Despite remarkable progress in treating more people with HIV infection, an estimated 4.3 million are still at risk of life-threatening fungal, bacterial and viral opportunistic infections, along with TB. In some parts of the world, cryptococcal meningitis is a major killer in AIDS.
The third global estimate of cryptococcal disease, including meningitis, has just been published in Lancet Infectious Diseases by Radha Rajasingham and colleagues. She used a mean global cryptococcal antigenaemia prevalence of 4.4% (with an actual range from 1.2% in Iran to 10.8% in DRC) in those with CD4 counts <200 cells/uL to derive regional and global estimates. From these estimates, those with meningitis and the proportion who die of cryptococcal meningitis were calculated.
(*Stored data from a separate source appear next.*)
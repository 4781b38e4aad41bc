//! Comparison compiler: one field + one filter value → predicates.
//!
//! ## Value shape rules
//!
//! ```text
//! compile_comparison(alias, field, type, value)
//!   ├─ Scalar(null)        → error (ambiguous; use {eq: null} / {ne: null})
//!   ├─ Scalar(v)           → Eq            (array column: ArrayContains)
//!   ├─ List(vs)            → In            (array column: array equality)
//!   ├─ Fragment(fold, v)   → Eq on the case-folded column
//!   └─ Map{op → operand}   → one predicate per pair, ANDed
//!        ├─ eq/ne null     → IsNull / NotNull
//!        ├─ eq/ne list     → In / NotIn    (array column: array equality)
//!        ├─ eq/ne fragment → compare against the case-folded column
//!        ├─ gt/lt/gte/lte  → non-null scalar operand required
//!        └─ like/ilike     → string operand, wrapped in %…%
//! ```

use crate::ast::{ColumnRef, Operand, Predicate};
use crate::error::{CompileError, CompileResult};
use crate::filter::{FilterValue, Scalar};
use crate::schema::TypeTag;

/// Comparison operators accepted inside an operator map.
#[derive(Debug, Clone, Copy, PartialEq, Eq)]
pub enum Operator {
    Eq,
    Ne,
    Gt,
    Lt,
    Gte,
    Lte,
    Like,
    ILike,
}

impl Operator {
    pub fn parse(s: &str) -> Option<Self> {
        match s {
            "eq" => Some(Self::Eq),
            "ne" => Some(Self::Ne),
            "gt" => Some(Self::Gt),
            "lt" => Some(Self::Lt),
            "gte" => Some(Self::Gte),
            "lte" => Some(Self::Lte),
            "like" => Some(Self::Like),
            "ilike" => Some(Self::ILike),
            _ => None,
        }
    }
}

/// Compile a single field comparison into the ANDed predicate set it
/// denotes. `alias` qualifies the column in the resulting predicates.
pub fn compile_comparison(
    alias: &str,
    field: &str,
    type_tag: TypeTag,
    value: &FilterValue,
) -> CompileResult<Vec<Predicate>> {
    let column = ColumnRef::new(alias, field);

    match value {
        FilterValue::Scalar(Scalar::Null) => Err(CompileError::invalid_filter(
            field,
            "direct null comparison is ambiguous, use {eq: null} or {ne: null}",
        )),
        FilterValue::Scalar(scalar) => {
            if type_tag.is_array() {
                Ok(vec![Predicate::ArrayContains(column, scalar.clone())])
            } else {
                Ok(vec![Predicate::Eq(column, Operand::Value(scalar.clone()))])
            }
        }
        FilterValue::List(scalars) => {
            if type_tag.is_array() {
                Ok(vec![Predicate::Eq(column, Operand::List(scalars.clone()))])
            } else {
                Ok(vec![Predicate::In(column, scalars.clone())])
            }
        }
        FilterValue::Fragment(fold, scalar) => Ok(vec![Predicate::Eq(
            ColumnRef::folded(alias, field, *fold),
            Operand::Value(scalar.clone()),
        )]),
        FilterValue::Map(operators) => {
            let mut predicates = Vec::with_capacity(operators.len());
            for (name, operand) in operators {
                let operator = Operator::parse(name).ok_or_else(|| {
                    CompileError::invalid_filter(
                        field,
                        format!("unknown comparison operator `{name}`"),
                    )
                })?;
                predicates.push(compile_operator(alias, field, type_tag, operator, operand)?);
            }
            Ok(predicates)
        }
    }
}

fn compile_operator(
    alias: &str,
    field: &str,
    type_tag: TypeTag,
    operator: Operator,
    operand: &FilterValue,
) -> CompileResult<Predicate> {
    let column = ColumnRef::new(alias, field);

    match operator {
        Operator::Eq => match operand {
            FilterValue::Scalar(Scalar::Null) => Ok(Predicate::IsNull(column)),
            FilterValue::Scalar(s) => Ok(Predicate::Eq(column, Operand::Value(s.clone()))),
            FilterValue::List(l) => {
                if type_tag.is_array() {
                    Ok(Predicate::Eq(column, Operand::List(l.clone())))
                } else {
                    Ok(Predicate::In(column, l.clone()))
                }
            }
            FilterValue::Fragment(fold, s) => Ok(Predicate::Eq(
                ColumnRef::folded(alias, field, *fold),
                Operand::Value(s.clone()),
            )),
            FilterValue::Map(_) => Err(nested_map(field, "eq")),
        },
        Operator::Ne => match operand {
            FilterValue::Scalar(Scalar::Null) => Ok(Predicate::NotNull(column)),
            FilterValue::Scalar(s) => Ok(Predicate::Ne(column, Operand::Value(s.clone()))),
            FilterValue::List(l) => {
                if type_tag.is_array() {
                    Ok(Predicate::Ne(column, Operand::List(l.clone())))
                } else {
                    Ok(Predicate::NotIn(column, l.clone()))
                }
            }
            FilterValue::Fragment(fold, s) => Ok(Predicate::Ne(
                ColumnRef::folded(alias, field, *fold),
                Operand::Value(s.clone()),
            )),
            FilterValue::Map(_) => Err(nested_map(field, "ne")),
        },
        Operator::Gt | Operator::Lt | Operator::Gte | Operator::Lte => {
            let scalar = match operand {
                FilterValue::Scalar(s) if !s.is_null() => s.clone(),
                _ => {
                    return Err(CompileError::invalid_filter(
                        field,
                        "ordering comparisons require a non-null scalar operand",
                    ))
                }
            };
            Ok(match operator {
                Operator::Gt => Predicate::Gt(column, scalar),
                Operator::Lt => Predicate::Lt(column, scalar),
                Operator::Gte => Predicate::Gte(column, scalar),
                _ => Predicate::Lte(column, scalar),
            })
        }
        Operator::Like | Operator::ILike => {
            let pattern = match operand {
                FilterValue::Scalar(Scalar::String(s)) => format!("%{s}%"),
                _ => {
                    return Err(CompileError::invalid_filter(
                        field,
                        "like/ilike require a string operand",
                    ))
                }
            };
            Ok(if operator == Operator::Like {
                Predicate::Like(column, pattern)
            } else {
                Predicate::ILike(column, pattern)
            })
        }
    }
}

fn nested_map(field: &str, operator: &str) -> CompileError {
    CompileError::invalid_filter(field, format!("`{operator}` operand may not be a nested map"))
}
Globally, 179,000 cases of cryptococcal antigenaemia were estimated for 2020 with 152,000 cases of meningitis. Unfortunately, the mortality is high because of a lack of diagnosis, continued use of only fluconazole for therapy and other gaps in care and so an estimated 112,000 (74%) of these people die. Although AIDS and HIV mortality has been falling, Rajasingham estimates that cryptococcal disease accounts for 19% of AIDS-related mortality.
Eastern and Southern Africa account for 41% of the cases across the world, but 49% of deaths. This is because an estimated 87% of patients die. In Western Africa, there are fewer cases of meningitis (19,000, 13%) and almost as high a mortality rate (84%).
The countries with the greatest number of cases of cryptococcosis are (in decreasing order) South Africa, India, Mozambique, Indonesia, Kenya, Tanzania, DRC, Ethiopia, Thailand and Zambia.
The authors call for cryptococcal diagnostics, meningitis treatments and preventive screening to be urgently implemented. The target of ending cryptococcal meningitis deaths by 2030 seems elusive currently.